LRP4 deficiency further reduced mEPSC frequency, LTP, and spine density of 6-mo 5xFAD mice. A, Representative mEPSC traces. B, Cumulative distributions of mEPSC frequency, F_(3,31) = 13.59, p < 0.0001, ANOVA. C, Cumulative distributions of mEPSC amplitude. Data are summarized in histograms. Data were from 3 mice of each genotype with 2 or 3 neurons per mouse, F_(3,31) = 6.792, p = 0.0012, ANOVA. D, Representative fEPSP traces. E, The plot of fEPSP slope against time. F, Quantitative data in E. Shown were potentiation at 50-60 min after high-frequency stimulation. Data were from 4 mice of each genotype and >2 slices per mouse, F_(3,29) = 10.41, p < 0.0001, ANOVA. G, Representative basal and apical dendritic spine. H, Quantitative data. The dendritic spine was collected from 4 mice of each genotype and >5 neurons per mouse: apical: F_(3,78) = 11.78, p < 0.0001, ANOVA; basal: F_(3,81) = 13.33, p < 0.0001, ANOVA. Data are mean ± SEM. *p < 0.05, **p < 0.01, ***p < 0.001.
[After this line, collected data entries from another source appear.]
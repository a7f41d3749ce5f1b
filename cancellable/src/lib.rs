//! # Cancellable
//!
//! Cancellable promises over callback-style deferred computations.
//!
//! Cancellable wraps a settle-once deferred in a promise that can be
//! cancelled while the underlying work is still pending, with support for:
//!
//! - **Deferred computations**: settle-once handles with `done`/`fail`/`always`/`progress` attachment
//! - **Cooperative cancellation**: force-reject the computation and drain registered cancel callbacks
//! - **Cancel prevention**: one call permanently disarms cancellation
//! - **Transport integration**: abort the in-flight request that backs the promise
//! - **Cancellation cascades**: one cancel fans out to dependent cancellables
//! - **Async bridging**: await settlement from async code alongside callbacks
//!
//! ## Quick Start
//!
//! ```rust
//! use cancellable::prelude::*;
//!
//! let promise: CancellablePromise<u32> = CancellablePromise::new();
//! promise
//!     .done(|value| println!("got {value}"))
//!     .on_cancel(|| println!("tearing down"));
//!
//! // The producer side settles through the shared deferred.
//! promise.deferred().resolve(7);
//!
//! // Once settled, cancellation is off the table.
//! promise.cancel();
//! assert!(!promise.is_cancelled());
//! ```

#![forbid(unsafe_code)]
#![warn(
    clippy::all,
    clippy::pedantic,
    missing_docs,
    rust_2018_idioms
)]
#![allow(
    clippy::module_name_repetitions,
    clippy::must_use_candidate,
    clippy::missing_errors_doc,
    clippy::missing_panics_doc
)]

pub mod cascade;
pub mod deferred;
pub mod errors;
pub mod promise;
pub mod testing;
pub mod transport;

/// Prelude module for convenient imports
pub mod prelude {
    pub use crate::cascade::Cancellable;
    pub use crate::deferred::{Deferred, Outcome, PromiseState};
    pub use crate::errors::{CancelRejection, CancellableError};
    pub use crate::promise::{CancelPhase, CancellablePromise};
    pub use crate::transport::{AbortTransport, CancelTransport};
}
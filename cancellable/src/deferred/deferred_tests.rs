//! Comprehensive tests for Deferred settlement and callback memory.

#[cfg(test)]
mod tests {
    use crate::deferred::{Deferred, PromiseState};
    use crate::errors::CancellableError;
    use parking_lot::Mutex;
    use std::sync::atomic::{AtomicUsize, Ordering};
    use std::sync::Arc;

    fn counter() -> (Arc<AtomicUsize>, impl Fn() -> usize) {
        let count = Arc::new(AtomicUsize::new(0));
        let reader = Arc::clone(&count);
        (count, move || reader.load(Ordering::SeqCst))
    }

    #[test]
    fn test_new_deferred_is_pending() {
        let deferred: Deferred<i32> = Deferred::new();
        assert_eq!(deferred.state(), PromiseState::Pending);
        assert!(deferred.try_outcome().is_none());
    }

    #[test]
    fn test_resolve_settles_and_runs_done() {
        let deferred: Deferred<i32> = Deferred::new();
        let (count, read) = counter();
        deferred.done(move |value| {
            assert_eq!(*value, 7);
            count.fetch_add(1, Ordering::SeqCst);
        });

        assert!(deferred.resolve(7));
        assert_eq!(deferred.state(), PromiseState::Resolved);
        assert_eq!(read(), 1);
    }

    #[test]
    fn test_reject_settles_and_runs_fail() {
        let deferred: Deferred<i32> = Deferred::new();
        let (count, read) = counter();
        deferred.fail(move |error| {
            assert_eq!(*error, CancellableError::failed("boom"));
            count.fetch_add(1, Ordering::SeqCst);
        });

        assert!(deferred.reject(CancellableError::failed("boom")));
        assert_eq!(deferred.state(), PromiseState::Rejected);
        assert_eq!(read(), 1);
    }

    #[test]
    fn test_second_settlement_is_ignored() {
        let deferred: Deferred<i32> = Deferred::new();
        assert!(deferred.resolve(1));
        assert!(!deferred.resolve(2));
        assert!(!deferred.reject(CancellableError::Cancelled));

        let outcome = deferred.try_outcome().unwrap();
        assert_eq!(*outcome.unwrap(), 1);
    }

    #[test]
    fn test_done_after_resolve_runs_immediately() {
        let deferred: Deferred<i32> = Deferred::new();
        deferred.resolve(42);

        let (count, read) = counter();
        deferred.done(move |value| {
            assert_eq!(*value, 42);
            count.fetch_add(1, Ordering::SeqCst);
        });
        assert_eq!(read(), 1);
    }

    #[test]
    fn test_fail_after_resolve_is_discarded() {
        let deferred: Deferred<i32> = Deferred::new();
        deferred.resolve(42);

        let (count, read) = counter();
        deferred.fail(move |_| {
            count.fetch_add(1, Ordering::SeqCst);
        });
        assert_eq!(read(), 0);
    }

    #[test]
    fn test_done_after_reject_is_discarded() {
        let deferred: Deferred<i32> = Deferred::new();
        deferred.reject(CancellableError::Cancelled);

        let (count, read) = counter();
        deferred.done(move |_| {
            count.fetch_add(1, Ordering::SeqCst);
        });
        assert_eq!(read(), 0);
    }

    #[test]
    fn test_always_runs_on_resolve_and_reject() {
        let resolved: Deferred<i32> = Deferred::new();
        let (count, read) = counter();
        let observer = Arc::clone(&count);
        resolved.always(move |outcome| {
            assert_eq!(outcome, Ok(&5));
            observer.fetch_add(1, Ordering::SeqCst);
        });
        resolved.resolve(5);
        assert_eq!(read(), 1);

        let rejected: Deferred<i32> = Deferred::new();
        let observer = Arc::clone(&count);
        rejected.always(move |outcome| {
            assert!(outcome.is_err());
            observer.fetch_add(1, Ordering::SeqCst);
        });
        rejected.reject(CancellableError::Cancelled);
        assert_eq!(read(), 2);
    }

    #[test]
    fn test_always_after_settlement_runs_immediately() {
        let deferred: Deferred<i32> = Deferred::new();
        deferred.reject(CancellableError::failed("late"));

        let (count, read) = counter();
        deferred.always(move |outcome| {
            assert_eq!(outcome, Err(&CancellableError::failed("late")));
            count.fetch_add(1, Ordering::SeqCst);
        });
        assert_eq!(read(), 1);
    }

    #[test]
    fn test_callbacks_run_in_registration_order() {
        let deferred: Deferred<i32> = Deferred::new();
        let order = Arc::new(Mutex::new(Vec::new()));

        for label in ["first", "second", "third"] {
            let order = Arc::clone(&order);
            deferred.done(move |_| order.lock().push(label));
        }
        let always_order = Arc::clone(&order);
        deferred.always(move |_| always_order.lock().push("always"));

        deferred.resolve(0);
        assert_eq!(
            *order.lock(),
            vec!["first", "second", "third", "always"]
        );
    }

    #[test]
    fn test_then_attaches_both_arms() {
        let deferred: Deferred<i32> = Deferred::new();
        let (count, read) = counter();
        let on_reject = Arc::clone(&count);
        deferred.then(
            move |value| {
                assert_eq!(*value, 9);
                count.fetch_add(1, Ordering::SeqCst);
            },
            move |_| {
                on_reject.fetch_add(100, Ordering::SeqCst);
            },
        );

        deferred.resolve(9);
        assert_eq!(read(), 1);
    }

    #[test]
    fn test_progress_notifies_all_callbacks() {
        let deferred: Deferred<i32, CancellableError, u32> = Deferred::new();
        let seen = Arc::new(Mutex::new(Vec::new()));

        let first = Arc::clone(&seen);
        deferred.progress(move |update| first.lock().push(("a", *update)));
        let second = Arc::clone(&seen);
        deferred.progress(move |update| second.lock().push(("b", *update)));

        assert!(deferred.notify(10));
        assert!(deferred.notify(20));
        assert_eq!(
            *seen.lock(),
            vec![("a", 10), ("b", 10), ("a", 20), ("b", 20)]
        );
    }

    #[test]
    fn test_progress_replays_last_update_to_late_callback() {
        let deferred: Deferred<i32, CancellableError, u32> = Deferred::new();
        deferred.notify(1);
        deferred.notify(2);

        let seen = Arc::new(Mutex::new(Vec::new()));
        let observer = Arc::clone(&seen);
        deferred.progress(move |update| observer.lock().push(*update));
        assert_eq!(*seen.lock(), vec![2]);
    }

    #[test]
    fn test_progress_after_settlement_is_inert() {
        let deferred: Deferred<i32, CancellableError, u32> = Deferred::new();
        deferred.notify(5);
        deferred.resolve(0);

        let (count, read) = counter();
        deferred.progress(move |_| {
            count.fetch_add(1, Ordering::SeqCst);
        });
        assert!(!deferred.notify(6));
        assert_eq!(read(), 0);
    }

    #[test]
    fn test_clones_share_settlement() {
        let deferred: Deferred<i32> = Deferred::new();
        let observer = deferred.clone();

        let (count, read) = counter();
        observer.done(move |value| {
            assert_eq!(*value, 3);
            count.fetch_add(1, Ordering::SeqCst);
        });

        deferred.resolve(3);
        assert_eq!(observer.state(), PromiseState::Resolved);
        assert_eq!(read(), 1);
    }

    #[test]
    fn test_panicking_callback_does_not_poison_others() {
        let deferred: Deferred<i32> = Deferred::new();
        let (count, read) = counter();

        deferred.done(|_| panic!("callback exploded"));
        deferred.done(move |_| {
            count.fetch_add(1, Ordering::SeqCst);
        });

        deferred.resolve(1);
        assert_eq!(read(), 1);
        assert_eq!(deferred.state(), PromiseState::Resolved);
    }

    #[test]
    fn test_outcome_is_pending_until_settled() {
        let deferred: Deferred<i32> = Deferred::new();
        let observer = deferred.clone();
        let mut task = tokio_test::task::spawn(async move { observer.outcome().await });

        tokio_test::assert_pending!(task.poll());

        deferred.resolve(4);
        assert!(task.is_woken());
        let outcome = tokio_test::assert_ready!(task.poll());
        assert_eq!(*outcome.unwrap(), 4);
    }

    #[tokio::test]
    async fn test_outcome_returns_after_resolve() {
        let deferred: Deferred<i32> = Deferred::new();
        let producer = deferred.clone();

        let waiter = tokio::spawn(async move { deferred.outcome().await });
        tokio::task::yield_now().await;
        producer.resolve(11);

        let outcome = waiter.await.unwrap();
        assert_eq!(*outcome.unwrap(), 11);
    }

    #[tokio::test]
    async fn test_outcome_is_immediate_when_already_settled() {
        let deferred: Deferred<i32> = Deferred::new();
        deferred.reject(CancellableError::Cancelled);

        let outcome = deferred.outcome().await;
        assert_eq!(*outcome.unwrap_err(), CancellableError::Cancelled);
    }

    #[tokio::test]
    async fn test_settled_reports_final_state() {
        let deferred: Deferred<i32> = Deferred::new();
        let producer = deferred.clone();

        let waiter = tokio::spawn(async move { deferred.settled().await });
        tokio::task::yield_now().await;
        producer.resolve(0);

        assert_eq!(waiter.await.unwrap(), PromiseState::Resolved);
    }
}
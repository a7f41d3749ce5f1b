//! Error types for cancellable promises.
//!
//! The wrapper itself never raises: invalid cancels are silent no-ops and
//! underlying failures pass through the rejection channel unchanged. What
//! lives here is the default rejection type and the trait that manufactures
//! a cancellation rejection for consumer-supplied error types.

use serde::{Deserialize, Serialize};
use thiserror::Error;

/// Default rejection type for deferreds whose consumers do not carry a
/// domain-specific failure type.
#[derive(Debug, Clone, PartialEq, Eq, Error, Serialize, Deserialize)]
#[serde(rename_all = "snake_case")]
pub enum CancellableError {
    /// The operation was cancelled before it settled.
    #[error("operation cancelled")]
    Cancelled,

    /// The operation failed with a plain message.
    #[error("operation failed: {0}")]
    Failed(String),
}

impl CancellableError {
    /// Creates a failure carrying the given message.
    #[must_use]
    pub fn failed(message: impl Into<String>) -> Self {
        Self::Failed(message.into())
    }

    /// Returns true if this rejection marks a cancellation.
    #[must_use]
    pub fn is_cancelled(&self) -> bool {
        matches!(self, Self::Cancelled)
    }
}

/// Rejection values that can represent a cancellation.
///
/// Cancelling a promise force-rejects the wrapped deferred, and a typed
/// rejection channel needs a concrete value to carry. Implement this for a
/// custom error type to make deferreds carrying it cancellable.
pub trait CancelRejection {
    /// The value injected into the rejection channel on cancel.
    fn cancelled() -> Self;
}

impl CancelRejection for CancellableError {
    fn cancelled() -> Self {
        Self::Cancelled
    }
}

impl CancelRejection for String {
    fn cancelled() -> Self {
        "operation cancelled".to_string()
    }
}
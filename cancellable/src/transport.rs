//! Transport-side cancellation of in-flight requests.
//!
//! A promise can carry an opaque request handle issued by the transport
//! that started the underlying work. When the promise is cancelled it asks
//! the transport, through [`CancelTransport`], to abort that request. The
//! promise never inspects the handle; only the transport that issued it
//! knows what it means.

use futures::future::AbortHandle;

/// Cancels in-flight requests previously issued by this transport.
///
/// Implementations must tolerate cancellation of a request that already
/// completed, failed, or was cancelled before; a second cancellation of
/// the same request is a no-op, not an error.
pub trait CancelTransport: Send + Sync {
    /// Opaque per-request handle issued when work was started.
    type Request;

    /// Aborts the in-flight request identified by `request`.
    fn cancel_active_request(&self, request: &Self::Request);
}

/// Transport for futures made abortable with [`futures::future::Abortable`].
///
/// The request handle is the [`AbortHandle`] returned when the future was
/// wrapped; cancelling aborts the wrapped future at its next poll.
#[derive(Debug, Clone, Copy, Default)]
pub struct AbortTransport;

impl AbortTransport {
    /// Creates the abort-based transport.
    #[must_use]
    pub fn new() -> Self {
        Self
    }
}

impl CancelTransport for AbortTransport {
    type Request = AbortHandle;

    fn cancel_active_request(&self, request: &AbortHandle) {
        request.abort();
    }
}
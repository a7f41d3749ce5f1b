//! Mock transports and cascade members for testing.

use parking_lot::Mutex;
use std::fmt;
use std::sync::atomic::{AtomicUsize, Ordering};

use crate::cascade::Cancellable;
use crate::transport::CancelTransport;

/// A mock transport that records every request it is asked to abort.
pub struct RecordingTransport<R> {
    cancelled: Mutex<Vec<R>>,
}

impl<R> RecordingTransport<R> {
    /// Creates a transport with no recorded aborts.
    #[must_use]
    pub fn new() -> Self {
        Self {
            cancelled: Mutex::new(Vec::new()),
        }
    }

    /// Returns the number of abort requests received.
    #[must_use]
    pub fn cancel_count(&self) -> usize {
        self.cancelled.lock().len()
    }

    /// Resets abort tracking.
    pub fn reset(&self) {
        self.cancelled.lock().clear();
    }
}

impl<R: Clone> RecordingTransport<R> {
    /// Returns the aborted requests in the order they were received.
    #[must_use]
    pub fn cancelled_requests(&self) -> Vec<R> {
        self.cancelled.lock().clone()
    }
}

impl<R> Default for RecordingTransport<R> {
    fn default() -> Self {
        Self::new()
    }
}

impl<R> fmt::Debug for RecordingTransport<R> {
    fn fmt(&self, f: &mut fmt::Formatter<'_>) -> fmt::Result {
        f.debug_struct("RecordingTransport")
            .field("cancel_count", &self.cancel_count())
            .finish()
    }
}

impl<R: Clone + Send + Sync> CancelTransport for RecordingTransport<R> {
    type Request = R;

    fn cancel_active_request(&self, request: &R) {
        self.cancelled.lock().push(request.clone());
    }
}

/// A cascade member that counts how many times it was cancelled.
#[derive(Debug, Default)]
pub struct CountingCancellable {
    cancels: AtomicUsize,
}

impl CountingCancellable {
    /// Creates a member with no cancellations recorded.
    #[must_use]
    pub fn new() -> Self {
        Self::default()
    }

    /// Returns the number of times `cancel` was called.
    #[must_use]
    pub fn cancel_count(&self) -> usize {
        self.cancels.load(Ordering::SeqCst)
    }
}

impl Cancellable for CountingCancellable {
    fn cancel(&self) {
        self.cancels.fetch_add(1, Ordering::SeqCst);
    }
}

/// A cascade member that ignores cancellation entirely.
///
/// Stands in for collaborators that have nothing to tear down.
#[derive(Debug, Clone, Copy, Default)]
pub struct InertCancellable;

impl InertCancellable {
    /// Creates the inert member.
    #[must_use]
    pub fn new() -> Self {
        Self
    }
}

impl Cancellable for InertCancellable {
    fn cancel(&self) {
        // Intentionally empty.
    }
}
To examine whether LRP4 deficiency exacerbates synaptic loss in 5xFAD mice, we generated compound mice carrying Thy1-GFPm that enables labeling excitatory neurons by GFP (Feng et al., 2000). The spine density of both apical oblique and basal shaft dendrites of CA1 neurons were reduced in 5xFAD;Lrp4f/f mice; and this reduction was further decreased in 5xFAD;GFAP-Lrp4f/f hippocampus (Fig. 4G,H). Thus, these results demonstrate LRP4 deficiency exacerbates synapse loss in 5xFAD mice.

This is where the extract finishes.